Segment Open

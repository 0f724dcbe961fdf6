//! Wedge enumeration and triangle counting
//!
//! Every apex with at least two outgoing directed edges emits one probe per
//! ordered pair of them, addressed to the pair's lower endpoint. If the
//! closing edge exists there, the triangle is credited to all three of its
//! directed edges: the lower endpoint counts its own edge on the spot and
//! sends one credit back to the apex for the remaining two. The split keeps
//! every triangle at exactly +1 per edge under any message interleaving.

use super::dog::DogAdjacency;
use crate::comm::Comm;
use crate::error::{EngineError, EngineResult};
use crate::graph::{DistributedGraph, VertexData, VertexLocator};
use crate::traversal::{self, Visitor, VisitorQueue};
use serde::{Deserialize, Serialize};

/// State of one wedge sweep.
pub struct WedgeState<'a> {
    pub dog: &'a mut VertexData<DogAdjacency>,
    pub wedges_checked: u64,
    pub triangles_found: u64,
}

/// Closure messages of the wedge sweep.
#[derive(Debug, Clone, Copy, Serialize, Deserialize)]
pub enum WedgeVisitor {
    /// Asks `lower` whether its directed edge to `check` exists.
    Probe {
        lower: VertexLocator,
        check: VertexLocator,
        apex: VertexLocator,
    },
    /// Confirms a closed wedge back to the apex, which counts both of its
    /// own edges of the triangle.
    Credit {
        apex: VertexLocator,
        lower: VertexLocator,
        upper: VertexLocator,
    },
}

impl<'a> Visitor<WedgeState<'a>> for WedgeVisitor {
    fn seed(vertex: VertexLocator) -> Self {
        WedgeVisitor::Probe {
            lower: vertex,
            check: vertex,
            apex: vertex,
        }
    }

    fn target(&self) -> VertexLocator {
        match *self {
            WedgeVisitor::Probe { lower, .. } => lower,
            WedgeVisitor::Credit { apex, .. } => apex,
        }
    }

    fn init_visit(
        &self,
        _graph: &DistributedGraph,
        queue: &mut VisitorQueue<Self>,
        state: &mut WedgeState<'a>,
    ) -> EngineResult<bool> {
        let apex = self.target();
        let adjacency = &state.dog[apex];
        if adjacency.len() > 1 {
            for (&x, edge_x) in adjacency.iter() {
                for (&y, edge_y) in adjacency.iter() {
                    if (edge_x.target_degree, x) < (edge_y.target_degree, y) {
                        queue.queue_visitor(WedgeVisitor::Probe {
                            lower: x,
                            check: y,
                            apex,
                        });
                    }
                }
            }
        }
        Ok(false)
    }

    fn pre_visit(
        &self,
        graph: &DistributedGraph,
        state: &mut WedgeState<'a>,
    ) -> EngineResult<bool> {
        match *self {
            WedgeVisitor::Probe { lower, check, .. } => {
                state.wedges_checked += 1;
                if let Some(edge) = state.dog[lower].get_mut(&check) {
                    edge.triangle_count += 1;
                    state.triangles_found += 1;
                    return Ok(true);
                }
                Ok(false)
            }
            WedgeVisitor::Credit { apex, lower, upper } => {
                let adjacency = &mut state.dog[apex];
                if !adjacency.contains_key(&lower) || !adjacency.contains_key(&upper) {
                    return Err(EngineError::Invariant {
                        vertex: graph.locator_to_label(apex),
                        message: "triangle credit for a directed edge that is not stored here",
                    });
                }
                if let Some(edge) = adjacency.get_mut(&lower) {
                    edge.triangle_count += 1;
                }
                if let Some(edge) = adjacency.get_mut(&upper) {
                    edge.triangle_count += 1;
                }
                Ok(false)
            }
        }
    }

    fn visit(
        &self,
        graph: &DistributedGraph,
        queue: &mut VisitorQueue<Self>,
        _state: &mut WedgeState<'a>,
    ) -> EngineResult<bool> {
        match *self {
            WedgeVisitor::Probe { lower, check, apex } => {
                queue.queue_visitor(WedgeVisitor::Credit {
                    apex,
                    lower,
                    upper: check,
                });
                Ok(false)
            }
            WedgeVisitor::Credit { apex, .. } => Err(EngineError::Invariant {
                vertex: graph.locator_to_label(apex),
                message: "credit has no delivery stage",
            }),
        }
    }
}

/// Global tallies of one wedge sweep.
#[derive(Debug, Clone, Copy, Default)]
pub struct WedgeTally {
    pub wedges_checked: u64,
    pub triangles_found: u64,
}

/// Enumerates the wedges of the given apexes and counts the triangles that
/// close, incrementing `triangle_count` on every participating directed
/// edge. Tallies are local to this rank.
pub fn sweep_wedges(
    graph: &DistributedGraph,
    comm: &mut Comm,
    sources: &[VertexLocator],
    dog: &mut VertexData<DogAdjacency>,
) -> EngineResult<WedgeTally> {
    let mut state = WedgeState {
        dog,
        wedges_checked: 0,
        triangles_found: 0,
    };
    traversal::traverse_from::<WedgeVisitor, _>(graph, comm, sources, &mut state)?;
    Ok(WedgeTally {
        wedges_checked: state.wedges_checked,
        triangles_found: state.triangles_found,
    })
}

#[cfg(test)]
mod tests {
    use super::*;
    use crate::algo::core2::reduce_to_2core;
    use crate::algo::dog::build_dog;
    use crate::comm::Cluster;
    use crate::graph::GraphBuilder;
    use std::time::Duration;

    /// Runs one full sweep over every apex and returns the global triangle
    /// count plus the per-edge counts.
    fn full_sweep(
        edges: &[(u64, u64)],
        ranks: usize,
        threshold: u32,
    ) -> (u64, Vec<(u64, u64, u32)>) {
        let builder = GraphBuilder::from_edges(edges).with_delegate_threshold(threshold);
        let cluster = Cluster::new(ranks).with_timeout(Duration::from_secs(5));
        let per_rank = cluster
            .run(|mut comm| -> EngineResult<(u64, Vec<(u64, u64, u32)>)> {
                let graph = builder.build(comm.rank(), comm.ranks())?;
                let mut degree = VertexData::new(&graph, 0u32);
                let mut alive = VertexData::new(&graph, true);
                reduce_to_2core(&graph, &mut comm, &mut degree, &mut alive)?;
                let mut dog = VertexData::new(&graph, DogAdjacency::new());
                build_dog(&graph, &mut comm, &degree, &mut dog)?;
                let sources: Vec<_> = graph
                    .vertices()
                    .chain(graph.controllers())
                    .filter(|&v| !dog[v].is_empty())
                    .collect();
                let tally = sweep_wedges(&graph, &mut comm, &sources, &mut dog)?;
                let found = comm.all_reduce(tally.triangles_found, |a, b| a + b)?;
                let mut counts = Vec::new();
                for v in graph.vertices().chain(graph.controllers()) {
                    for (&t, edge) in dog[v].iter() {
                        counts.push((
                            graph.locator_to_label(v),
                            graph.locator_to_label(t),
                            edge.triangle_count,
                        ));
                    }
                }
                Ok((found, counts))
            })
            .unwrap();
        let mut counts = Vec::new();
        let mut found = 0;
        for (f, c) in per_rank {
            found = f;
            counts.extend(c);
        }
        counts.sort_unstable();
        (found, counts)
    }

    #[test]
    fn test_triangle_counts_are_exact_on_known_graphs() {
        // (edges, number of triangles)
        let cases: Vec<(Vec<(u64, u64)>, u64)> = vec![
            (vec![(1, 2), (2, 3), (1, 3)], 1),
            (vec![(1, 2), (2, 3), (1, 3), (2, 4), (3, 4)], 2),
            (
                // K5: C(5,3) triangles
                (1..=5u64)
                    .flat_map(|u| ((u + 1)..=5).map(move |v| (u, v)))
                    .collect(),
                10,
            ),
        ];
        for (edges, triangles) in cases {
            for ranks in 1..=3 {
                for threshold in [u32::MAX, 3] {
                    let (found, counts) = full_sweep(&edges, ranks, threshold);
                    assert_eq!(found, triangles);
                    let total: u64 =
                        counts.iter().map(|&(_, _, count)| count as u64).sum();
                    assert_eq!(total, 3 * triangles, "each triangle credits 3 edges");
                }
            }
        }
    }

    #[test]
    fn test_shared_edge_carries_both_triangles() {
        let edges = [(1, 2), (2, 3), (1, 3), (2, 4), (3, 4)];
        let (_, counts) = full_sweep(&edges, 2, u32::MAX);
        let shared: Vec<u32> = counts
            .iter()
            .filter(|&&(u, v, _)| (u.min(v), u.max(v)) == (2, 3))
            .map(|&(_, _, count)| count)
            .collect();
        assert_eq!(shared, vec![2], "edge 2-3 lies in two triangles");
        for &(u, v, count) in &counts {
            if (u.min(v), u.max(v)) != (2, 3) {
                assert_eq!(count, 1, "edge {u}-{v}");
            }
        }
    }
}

Segment Closed

• _PROBLEM DETAILS_: The entries above hold a line with "let adjacency = &state.dog[apex];" and a later line with "if (edge_x.target_degree, x)". Write out exactly those lines and all lines between, nothing more.

• _ANSWER TO THE PROBLEM_:
        let adjacency = &state.dog[apex];
        if adjacency.len() > 1 {
            for (&x, edge_x) in adjacency.iter() {
                for (&y, edge_y) in adjacency.iter() {
                    if (edge_x.target_degree, x) < (edge_y.target_degree, y) {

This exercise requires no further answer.